HOW TO COMPLETE THIS TASK
Of all the lines in the records below, copy only those that contain the string "value".

DATASET EXTRACT
== Segment start ==

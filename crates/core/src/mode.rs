//! File permission helpers
//!
//! The process umask is captured once at startup and passed around as a
//! [`Umask`] value. Nothing in hearth reads it from a global.

use serde::{Deserialize, Serialize};
use std::fmt;

/// Permission bits that matter when comparing modes.
pub const PERM_MASK: u32 = 0o777;

/// A umask value
///
/// # Examples
///
/// ```
/// use hearth_core::Umask;
///
/// let umask = Umask::new(0o022);
/// assert_eq!(umask.apply(0o666), 0o644);
/// assert_eq!(umask.apply(0o777), 0o755);
/// ```
#[derive(Debug, Clone, Copy, PartialEq, Eq, Hash, Serialize, Deserialize)]
#[serde(transparent)]
pub struct Umask(u32);

impl Umask {
    /// The conventional umask of most systems.
    pub const DEFAULT: Umask = Umask(0o022);

    /// A umask that masks nothing.
    pub const NONE: Umask = Umask(0);

    /// Create a umask, keeping only permission bits
    pub const fn new(bits: u32) -> Self {
        Umask(bits & PERM_MASK)
    }

    /// Raw umask bits
    pub const fn bits(self) -> u32 {
        self.0
    }

    /// Mask `perm` with this umask
    pub const fn apply(self, perm: u32) -> u32 {
        perm & PERM_MASK & !self.0
    }

    /// Parse an octal string such as `"022"` or `"0o077"`
    pub fn parse(s: &str) -> crate::Result<Self> {
        let digits = s.trim().trim_start_matches("0o");
        u32::from_str_radix(digits, 8)
            .map(Self::new)
            .map_err(|e| crate::Error::Message(format!("invalid umask {s:?}: {e}")))
    }
}

impl Default for Umask {
    fn default() -> Self {
        Self::DEFAULT
    }
}

impl fmt::Display for Umask {
    fn fmt(&self, f: &mut fmt::Formatter<'_>) -> fmt::Result {
        write!(f, "{:03o}", self.0)
    }
}

#[cfg(test)]
mod tests {
    #![allow(clippy::unwrap_used, clippy::panic)]

    use super::*;

    #[test]
    fn test_apply_masks_bits() {
        assert_eq!(Umask::new(0o077).apply(0o666), 0o600);
        assert_eq!(Umask::NONE.apply(0o755), 0o755);
        assert_eq!(Umask::new(0o022).apply(0o100_644), 0o644);
    }

    #[test]
    fn test_parse() {
        assert_eq!(Umask::parse("022").unwrap(), Umask::new(0o022));
        assert_eq!(Umask::parse("0o077").unwrap(), Umask::new(0o077));
        assert!(Umask::parse("9").is_err());
    }

    #[test]
    fn test_display() {
        assert_eq!(Umask::new(0o22).to_string(), "022");
    }
}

== Segment end ==

YOUR RESPONSE
//! [`Umask`] value. Nothing in hearth reads it from a global.
/// A umask value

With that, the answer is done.